WASHINGTON (Kyodo) Credit-tightening moves by central banks in the United States, Europe and Japan are unlikely to hurt the global economy, according to Bank of Japan Gov. Toshihiko Fukui.

At a news conference following a one-day meeting Friday of the Group of Seven economic powers, however, Fukui also noted that the impact of credit tightening may vary depending on each economy, saying the risk of capital transfers is rising in line with globalization.

“Current credit tightening in major G7 economies came after super accommodative monetary stances to tackle the burst of the information technology bubble,” Fukui said.

Tightening credit should be taken as “a process to return to normality” and it will not give a strong shock to the global economy, he said.

It is rather aimed to ensure sustainable economic growth with price stability, Fukui added.

He also said central banks in the G7 major economies have steered cautiously by carefully assessing the impact on their respective economies as well as their counterparts.

Fukui said he briefed his fellow central bank chiefs and finance ministers of the G7 nations about Japan’s termination of the quantitative easing policy on March 9 and the introduction of a new monetary policy framework.

The framework with an inflation reference rate of zero to 2 percent in the medium term is “the most appropriate” given the current situation of the Japanese economy, he said.

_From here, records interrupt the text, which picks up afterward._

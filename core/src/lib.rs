//! Orchestration engine for multi-stage artifact pipelines.
//!
//! - [`retry`]: bounded retry with backoff around a single task call.
//! - [`state`]: the progress store external clients poll.
//! - [`executor`]: runs one stage, single task or fan-out/fan-in.
//! - [`orchestrator`]: drives the ordered stages of a session.

pub mod api;
pub mod config;
pub mod context;
pub mod error;
pub mod executor;
pub mod orchestrator;
pub mod retry;
pub mod state;
use std::collections::BTreeMap;

use artiflow_core::api::{PipelineError, ProgressError};
use axum::http::StatusCode;
use axum::response::{IntoResponse, Response};
use axum::Json;
use serde::{Deserialize, Serialize};

// ============= Runs =============

#[derive(Debug, Default, Deserialize)]
pub struct RunRequest {
    /// Template inputs for the first stage.
    #[serde(default)]
    pub inputs: BTreeMap<String, String>,
}

#[derive(Debug, Serialize)]
pub struct RunAccepted {
    pub success: bool,
    pub session_id: String,
    pub pipeline: String,
    pub total_steps: usize,
    /// Where to poll.
    pub progress_url: String,
}

#[derive(Debug, Serialize)]
pub struct SessionList {
    pub sessions: Vec<String>,
    pub active: Vec<String>,
}

// ============= Health =============

#[derive(Debug, Serialize)]
pub struct HealthResponse {
    pub status: String,
    pub server_id: String,
    pub pipeline: String,
    pub active_runs: usize,
    pub runs_started: u64,
    pub uptime_seconds: f64,
    pub requests_handled: u64,
    pub timestamp: String,
}

// ============= Error Handling =============

#[derive(Debug)]
pub enum HttpServerError {
    InvalidRequest(String),
    NotFound(String),
    Conflict(String),
    Internal(String),
}

impl From<ProgressError> for HttpServerError {
    fn from(err: ProgressError) -> Self {
        match err {
            ProgressError::SessionNotFound(_) => Self::NotFound(err.to_string()),
            ProgressError::InvalidSessionId(_) => Self::InvalidRequest(err.to_string()),
            ProgressError::AlreadyInitialized(_) => Self::Conflict(err.to_string()),
            other => Self::Internal(other.to_string()),
        }
    }
}

impl From<PipelineError> for HttpServerError {
    fn from(err: PipelineError) -> Self {
        match err {
            PipelineError::SessionBusy(_) => Self::Conflict(err.to_string()),
            PipelineError::Progress(inner) => inner.into(),
            other => Self::Internal(other.to_string()),
        }
    }
}

impl IntoResponse for HttpServerError {
    fn into_response(self) -> Response {
        let (status, error_code, message) = match self {
            Self::InvalidRequest(msg) => (StatusCode::BAD_REQUEST, "INVALID_REQUEST", msg),
            Self::NotFound(msg) => (StatusCode::NOT_FOUND, "NOT_FOUND", msg),
            Self::Conflict(msg) => (StatusCode::CONFLICT, "CONFLICT", msg),
            Self::Internal(msg) => (StatusCode::INTERNAL_SERVER_ERROR, "INTERNAL_ERROR", msg),
        };

        let body = serde_json::json!({
            "success": false,
            "error": message,
            "error_code": error_code,
        });

        (status, Json(body)).into_response()
    }
}
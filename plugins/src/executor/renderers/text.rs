use std::sync::Mutex;

use artiflow_core::api::{ProgressMonitor, RenderEvent, RunRenderer, TaskStatus};

/// Human-readable run output.
///
/// With `progress` enabled, events drive indicatif bars on stderr instead of
/// printing one line per event; the final run line is printed either way.
pub struct TextRenderer {
    ascii_only: bool,
    progress: bool,
    monitor: Mutex<Option<ProgressMonitor>>,
}

impl TextRenderer {
    pub fn new(ascii_only: bool) -> Self {
        Self {
            ascii_only,
            progress: false,
            monitor: Mutex::new(None),
        }
    }

    pub fn with_progress(mut self, enabled: bool) -> Self {
        self.progress = enabled;
        self
    }

    fn status_label(&self, status: TaskStatus) -> &'static str {
        match (status, self.ascii_only) {
            (TaskStatus::Succeeded, true) => "OK",
            (TaskStatus::Succeeded, false) => "✅ SUCCESS",
            (TaskStatus::Defaulted, true) => "DEFAULT",
            (TaskStatus::Defaulted, false) => "⚠️ DEFAULTED",
            (TaskStatus::Failed, true) => "FAIL",
            (TaskStatus::Failed, false) => "❌ FAILED",
            (TaskStatus::Panicked, true) => "PANIC",
            (TaskStatus::Panicked, false) => "💥 PANICKED",
        }
    }

    fn format_event(&self, event: &RenderEvent) -> String {
        match event {
            RenderEvent::RunStart {
                session_id,
                pipeline,
                total_stages,
            } => format!("RUN START {session_id} (pipeline {pipeline}, stages: {total_stages})"),
            RenderEvent::StageStart {
                session_id,
                step,
                total_stages,
                stage,
                tasks,
            } => format!(
                "STAGE START {session_id} ({step}/{total_stages} {stage}, tasks: {})",
                tasks.join(", ")
            ),
            RenderEvent::TaskStart {
                session_id,
                step,
                task,
            } => format!("TASK START {session_id} (step {step}, task {task})"),
            RenderEvent::TaskRetry {
                session_id,
                step,
                task,
                attempt,
                error,
            } => format!(
                "TASK RETRY {session_id} (step {step}, task {task}, attempt {attempt}): {error}"
            ),
            RenderEvent::TaskComplete {
                session_id,
                step,
                summary,
            } => {
                let mut line = format!(
                    "TASK END {session_id} (step {step}, task {}, status {}, attempts {}, duration {}ms)",
                    summary.task,
                    self.status_label(summary.status),
                    summary.attempts,
                    summary.duration_ms
                );
                if let Some(err) = &summary.error {
                    line.push_str(&format!(": {err}"));
                }
                line
            }
            RenderEvent::StageEnd {
                session_id,
                step,
                stage,
                success,
                warnings,
                duration_ms,
            } => {
                let mut out = format!(
                    "STAGE END {session_id} ({step} {stage}, {}, {duration_ms}ms)",
                    if *success { "ok" } else { "failed" }
                );
                let bullet = if self.ascii_only { "-" } else { "⚠️" };
                for warning in warnings {
                    out.push_str(&format!("\n  {bullet} {warning}"));
                }
                out
            }
            RenderEvent::RunEnd {
                session_id,
                success,
                failed_step,
                error,
                duration_ms,
            } => {
                if *success {
                    format!("RUN END {session_id} (completed, duration {duration_ms}ms)")
                } else {
                    let step = failed_step
                        .map(|s| format!(" at step {s}"))
                        .unwrap_or_default();
                    format!(
                        "RUN END {session_id} (failed{step}, duration {duration_ms}ms): {}",
                        error.as_deref().unwrap_or("unknown error")
                    )
                }
            }
        }
    }

    /// Returns true when the event was consumed by the progress bars.
    fn drive_monitor(&self, event: &RenderEvent) -> bool {
        if !self.progress {
            return false;
        }
        let Ok(mut guard) = self.monitor.lock() else {
            return false;
        };

        match event {
            RenderEvent::RunStart { total_stages, .. } => {
                *guard = Some(ProgressMonitor::new(*total_stages, true, self.ascii_only));
                true
            }
            RenderEvent::StageStart {
                step,
                total_stages,
                stage,
                tasks,
                ..
            } => match guard.as_mut() {
                Some(monitor) => {
                    monitor.start_stage(*step, *total_stages, stage);
                    for task in tasks {
                        monitor.add_task(task);
                    }
                    true
                }
                None => false,
            },
            RenderEvent::TaskStart { .. } => guard.is_some(),
            RenderEvent::TaskRetry { task, attempt, .. } => match guard.as_ref() {
                Some(monitor) => {
                    monitor.retry_task(task, *attempt);
                    true
                }
                None => false,
            },
            RenderEvent::TaskComplete { summary, .. } => match guard.as_mut() {
                Some(monitor) => {
                    let ok = matches!(summary.status, TaskStatus::Succeeded);
                    monitor.complete_task(&summary.task, ok, summary.duration_ms);
                    true
                }
                None => false,
            },
            RenderEvent::StageEnd { warnings, .. } => match guard.as_ref() {
                Some(monitor) => {
                    monitor.finish_stage();
                    // Warnings still go to the console.
                    warnings.is_empty()
                }
                None => false,
            },
            RenderEvent::RunEnd { success, .. } => {
                if let Some(monitor) = guard.take() {
                    monitor.finish(*success);
                }
                false
            }
        }
    }
}

impl RunRenderer for TextRenderer {
    fn name(&self) -> &str {
        "text-renderer"
    }

    fn format(&self) -> &str {
        "text"
    }

    fn render(&self, event: &RenderEvent) {
        if self.drive_monitor(event) {
            return;
        }
        println!("{}", self.format_event(event));
    }
}

#[cfg(test)]
mod tests {
    use super::*;
    use artiflow_core::api::TaskSummary;

    fn summary(status: TaskStatus, error: Option<&str>) -> TaskSummary {
        TaskSummary {
            task: "outline".to_string(),
            required: true,
            status,
            attempts: 2,
            duration_ms: 5,
            error: error.map(str::to_string),
            metadata: Default::default(),
        }
    }

    #[test]
    fn task_complete_line_includes_status_and_error() {
        let renderer = TextRenderer::new(true);
        let event = RenderEvent::TaskComplete {
            session_id: "s1".to_string(),
            step: 1,
            summary: summary(TaskStatus::Failed, Some("boom")),
        };

        let line = renderer.format_event(&event);
        assert!(line.starts_with("TASK END s1"));
        assert!(line.contains("status FAIL"));
        assert!(line.contains("attempts 2"));
        assert!(line.ends_with(": boom"));
    }

    #[test]
    fn stage_end_lists_warnings() {
        let renderer = TextRenderer::new(true);
        let event = RenderEvent::StageEnd {
            session_id: "s1".to_string(),
            step: 2,
            stage: "render".to_string(),
            success: true,
            warnings: vec!["optional task 'cover' failed".to_string()],
            duration_ms: 12,
        };

        let out = renderer.format_event(&event);
        assert!(out.contains("STAGE END s1 (2 render, ok, 12ms)"));
        assert!(out.contains("\n  - optional task 'cover' failed"));
    }

    #[test]
    fn failed_run_end_names_step() {
        let renderer = TextRenderer::new(false);
        let event = RenderEvent::RunEnd {
            session_id: "s1".to_string(),
            success: false,
            failed_step: Some(2),
            error: Some("task 'b' failed".to_string()),
            duration_ms: 40,
        };

        assert_eq!(
            renderer.format_event(&event),
            "RUN END s1 (failed at step 2, duration 40ms): task 'b' failed"
        );
    }

    #[test]
    fn progress_mode_consumes_stage_events() {
        let renderer = TextRenderer::new(true).with_progress(true);
        assert!(renderer.drive_monitor(&RenderEvent::RunStart {
            session_id: "s1".to_string(),
            pipeline: "p".to_string(),
            total_stages: 1,
        }));
        assert!(renderer.drive_monitor(&RenderEvent::StageStart {
            session_id: "s1".to_string(),
            step: 1,
            total_stages: 1,
            stage: "only".to_string(),
            tasks: vec!["outline".to_string()],
        }));
        assert!(renderer.drive_monitor(&RenderEvent::TaskComplete {
            session_id: "s1".to_string(),
            step: 1,
            summary: summary(TaskStatus::Succeeded, None),
        }));
        assert!(!renderer.drive_monitor(&RenderEvent::RunEnd {
            session_id: "s1".to_string(),
            success: true,
            failed_step: None,
            error: None,
            duration_ms: 1,
        }));
    }
}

The central bank will likely maintain an accommodative monetary stance with extremely low interest rate levels if inflationary pressure remains contained despite the economic recovery, he said.

Regarding rising long-term interest rates at home and abroad, the BOJ chief said interest rates are rising in a similar manner in the U.S., Europe and Japan, and the brisk global economic recovery is behind the movement.

But he also said there were discussions at the G7 talks about possibly major financial risks when uncertain interest rate moves occur. G7 financial leaders agreed that each central bank should closely monitor this kind of development.

The G7 groups Britain, Canada, France, Germany, Italy, Japan and the U.S.